TASK ITEM :: Go through the records line by line from the top and repeat each one exactly, ending with the line that contains "CLEANING_UP -> DONE".

(Stored items)
______________________________

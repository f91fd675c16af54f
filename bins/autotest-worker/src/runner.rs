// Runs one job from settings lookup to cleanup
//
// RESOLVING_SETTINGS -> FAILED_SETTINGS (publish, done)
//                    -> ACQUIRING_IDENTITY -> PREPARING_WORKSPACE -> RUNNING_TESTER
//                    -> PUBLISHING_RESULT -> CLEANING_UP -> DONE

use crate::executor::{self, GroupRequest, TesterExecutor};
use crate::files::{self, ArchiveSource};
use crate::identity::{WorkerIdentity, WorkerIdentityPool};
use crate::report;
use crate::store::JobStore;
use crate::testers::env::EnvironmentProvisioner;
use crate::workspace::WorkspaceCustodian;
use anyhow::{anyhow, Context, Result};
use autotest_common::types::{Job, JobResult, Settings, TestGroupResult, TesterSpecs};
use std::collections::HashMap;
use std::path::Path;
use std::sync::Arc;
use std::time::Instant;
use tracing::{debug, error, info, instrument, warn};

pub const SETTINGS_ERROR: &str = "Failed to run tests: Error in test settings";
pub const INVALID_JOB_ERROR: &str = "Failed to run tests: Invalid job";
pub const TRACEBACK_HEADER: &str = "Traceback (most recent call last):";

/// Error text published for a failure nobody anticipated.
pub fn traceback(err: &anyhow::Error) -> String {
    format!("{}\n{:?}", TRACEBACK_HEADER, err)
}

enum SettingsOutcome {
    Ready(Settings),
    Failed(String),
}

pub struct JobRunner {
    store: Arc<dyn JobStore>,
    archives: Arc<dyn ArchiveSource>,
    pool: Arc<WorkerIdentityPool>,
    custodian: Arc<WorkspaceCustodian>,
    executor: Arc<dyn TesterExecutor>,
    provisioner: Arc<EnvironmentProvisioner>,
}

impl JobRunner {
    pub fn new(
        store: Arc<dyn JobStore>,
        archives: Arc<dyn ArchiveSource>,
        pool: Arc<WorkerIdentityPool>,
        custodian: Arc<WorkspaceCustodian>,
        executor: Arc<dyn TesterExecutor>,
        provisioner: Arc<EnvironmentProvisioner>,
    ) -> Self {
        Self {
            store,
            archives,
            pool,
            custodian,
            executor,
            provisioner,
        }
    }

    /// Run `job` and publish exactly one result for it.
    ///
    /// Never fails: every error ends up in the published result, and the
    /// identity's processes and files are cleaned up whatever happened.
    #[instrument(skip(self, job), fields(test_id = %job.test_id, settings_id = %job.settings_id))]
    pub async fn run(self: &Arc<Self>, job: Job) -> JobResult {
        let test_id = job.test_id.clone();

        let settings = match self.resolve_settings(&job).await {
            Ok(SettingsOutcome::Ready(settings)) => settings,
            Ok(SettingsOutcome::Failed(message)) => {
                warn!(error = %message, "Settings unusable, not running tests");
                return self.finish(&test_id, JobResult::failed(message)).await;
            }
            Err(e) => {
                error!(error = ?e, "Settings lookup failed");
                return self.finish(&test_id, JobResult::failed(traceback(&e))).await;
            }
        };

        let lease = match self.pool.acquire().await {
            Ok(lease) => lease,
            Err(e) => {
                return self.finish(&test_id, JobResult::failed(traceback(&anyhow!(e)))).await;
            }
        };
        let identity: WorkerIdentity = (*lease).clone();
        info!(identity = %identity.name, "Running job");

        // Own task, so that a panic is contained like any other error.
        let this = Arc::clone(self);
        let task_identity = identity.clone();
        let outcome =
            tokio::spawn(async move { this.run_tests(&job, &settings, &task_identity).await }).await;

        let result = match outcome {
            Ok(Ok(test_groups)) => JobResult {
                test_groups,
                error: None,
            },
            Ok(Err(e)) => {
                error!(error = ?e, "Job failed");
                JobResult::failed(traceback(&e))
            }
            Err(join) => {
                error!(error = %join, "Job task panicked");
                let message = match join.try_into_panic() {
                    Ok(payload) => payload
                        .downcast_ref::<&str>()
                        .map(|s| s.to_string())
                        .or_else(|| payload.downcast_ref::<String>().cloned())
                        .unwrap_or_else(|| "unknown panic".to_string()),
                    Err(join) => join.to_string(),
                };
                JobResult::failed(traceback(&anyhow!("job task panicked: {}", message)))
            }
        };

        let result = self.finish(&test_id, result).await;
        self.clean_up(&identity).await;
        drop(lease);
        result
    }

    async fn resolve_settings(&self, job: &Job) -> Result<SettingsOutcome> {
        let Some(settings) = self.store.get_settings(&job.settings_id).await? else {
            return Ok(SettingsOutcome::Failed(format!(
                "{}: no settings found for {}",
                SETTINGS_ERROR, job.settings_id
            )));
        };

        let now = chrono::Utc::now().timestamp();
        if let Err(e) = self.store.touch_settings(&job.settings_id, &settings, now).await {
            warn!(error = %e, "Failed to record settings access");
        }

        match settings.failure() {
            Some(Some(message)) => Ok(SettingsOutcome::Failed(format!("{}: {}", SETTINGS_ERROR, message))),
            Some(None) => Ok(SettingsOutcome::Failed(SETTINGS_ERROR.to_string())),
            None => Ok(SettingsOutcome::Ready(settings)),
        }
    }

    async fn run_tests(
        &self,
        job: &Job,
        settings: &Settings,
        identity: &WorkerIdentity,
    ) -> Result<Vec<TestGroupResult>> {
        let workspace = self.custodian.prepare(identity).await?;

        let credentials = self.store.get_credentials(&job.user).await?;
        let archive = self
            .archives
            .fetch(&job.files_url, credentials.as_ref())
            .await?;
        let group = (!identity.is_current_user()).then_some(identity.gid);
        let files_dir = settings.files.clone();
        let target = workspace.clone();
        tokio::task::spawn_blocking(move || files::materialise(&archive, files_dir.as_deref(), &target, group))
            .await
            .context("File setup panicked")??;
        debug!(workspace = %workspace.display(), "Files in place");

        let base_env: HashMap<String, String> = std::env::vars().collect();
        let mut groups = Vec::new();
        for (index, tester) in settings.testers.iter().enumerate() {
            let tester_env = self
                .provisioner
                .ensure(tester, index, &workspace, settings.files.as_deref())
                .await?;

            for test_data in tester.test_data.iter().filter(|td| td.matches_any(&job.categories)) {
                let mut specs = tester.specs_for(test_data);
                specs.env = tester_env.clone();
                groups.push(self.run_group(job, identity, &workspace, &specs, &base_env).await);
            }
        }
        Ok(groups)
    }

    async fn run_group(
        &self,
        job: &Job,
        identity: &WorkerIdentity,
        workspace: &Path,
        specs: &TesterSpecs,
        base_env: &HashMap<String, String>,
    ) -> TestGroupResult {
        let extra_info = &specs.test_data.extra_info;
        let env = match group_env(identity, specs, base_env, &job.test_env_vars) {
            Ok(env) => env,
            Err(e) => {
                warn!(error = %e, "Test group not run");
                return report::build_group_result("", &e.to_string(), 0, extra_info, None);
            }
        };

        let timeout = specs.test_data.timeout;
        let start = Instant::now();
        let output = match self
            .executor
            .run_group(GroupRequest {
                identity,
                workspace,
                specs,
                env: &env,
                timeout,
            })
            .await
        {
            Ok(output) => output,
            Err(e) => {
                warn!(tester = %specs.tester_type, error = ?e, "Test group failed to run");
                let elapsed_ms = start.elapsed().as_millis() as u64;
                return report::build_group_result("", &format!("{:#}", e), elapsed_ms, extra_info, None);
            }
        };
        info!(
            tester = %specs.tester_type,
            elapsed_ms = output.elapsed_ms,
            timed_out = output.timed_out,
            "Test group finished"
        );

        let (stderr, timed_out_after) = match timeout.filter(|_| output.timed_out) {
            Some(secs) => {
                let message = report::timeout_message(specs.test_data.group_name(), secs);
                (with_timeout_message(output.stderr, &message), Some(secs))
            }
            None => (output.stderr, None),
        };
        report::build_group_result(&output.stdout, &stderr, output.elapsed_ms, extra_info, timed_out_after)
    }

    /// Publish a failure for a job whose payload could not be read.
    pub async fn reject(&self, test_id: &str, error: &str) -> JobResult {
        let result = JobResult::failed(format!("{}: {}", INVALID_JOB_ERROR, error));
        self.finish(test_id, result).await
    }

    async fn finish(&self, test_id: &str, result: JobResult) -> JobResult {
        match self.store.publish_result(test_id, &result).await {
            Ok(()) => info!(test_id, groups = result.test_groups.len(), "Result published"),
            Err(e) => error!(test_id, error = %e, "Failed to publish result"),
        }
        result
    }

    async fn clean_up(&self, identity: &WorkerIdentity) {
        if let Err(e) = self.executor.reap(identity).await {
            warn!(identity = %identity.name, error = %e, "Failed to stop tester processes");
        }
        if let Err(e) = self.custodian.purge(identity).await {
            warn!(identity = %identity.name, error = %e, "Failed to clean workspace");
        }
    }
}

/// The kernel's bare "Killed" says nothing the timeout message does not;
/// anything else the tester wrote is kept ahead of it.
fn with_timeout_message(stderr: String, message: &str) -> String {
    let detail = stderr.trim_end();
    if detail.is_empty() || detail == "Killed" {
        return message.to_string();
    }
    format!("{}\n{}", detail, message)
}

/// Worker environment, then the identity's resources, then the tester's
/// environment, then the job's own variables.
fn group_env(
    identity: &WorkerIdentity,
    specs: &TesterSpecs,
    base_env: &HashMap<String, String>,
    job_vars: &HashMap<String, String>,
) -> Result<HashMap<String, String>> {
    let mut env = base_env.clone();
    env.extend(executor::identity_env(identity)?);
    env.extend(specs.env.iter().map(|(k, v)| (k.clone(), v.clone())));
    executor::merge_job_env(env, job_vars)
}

______________________________

ANSWER SECTION ::
repository f91fd675c16af54f
filename bins/autotest-worker/src/runner.rs
// Runs one job from settings lookup to cleanup
//
// RESOLVING_SETTINGS -> FAILED_SETTINGS (publish, done)
//                    -> ACQUIRING_IDENTITY -> PREPARING_WORKSPACE -> RUNNING_TESTER
//                    -> PUBLISHING_RESULT -> CLEANING_UP -> DONE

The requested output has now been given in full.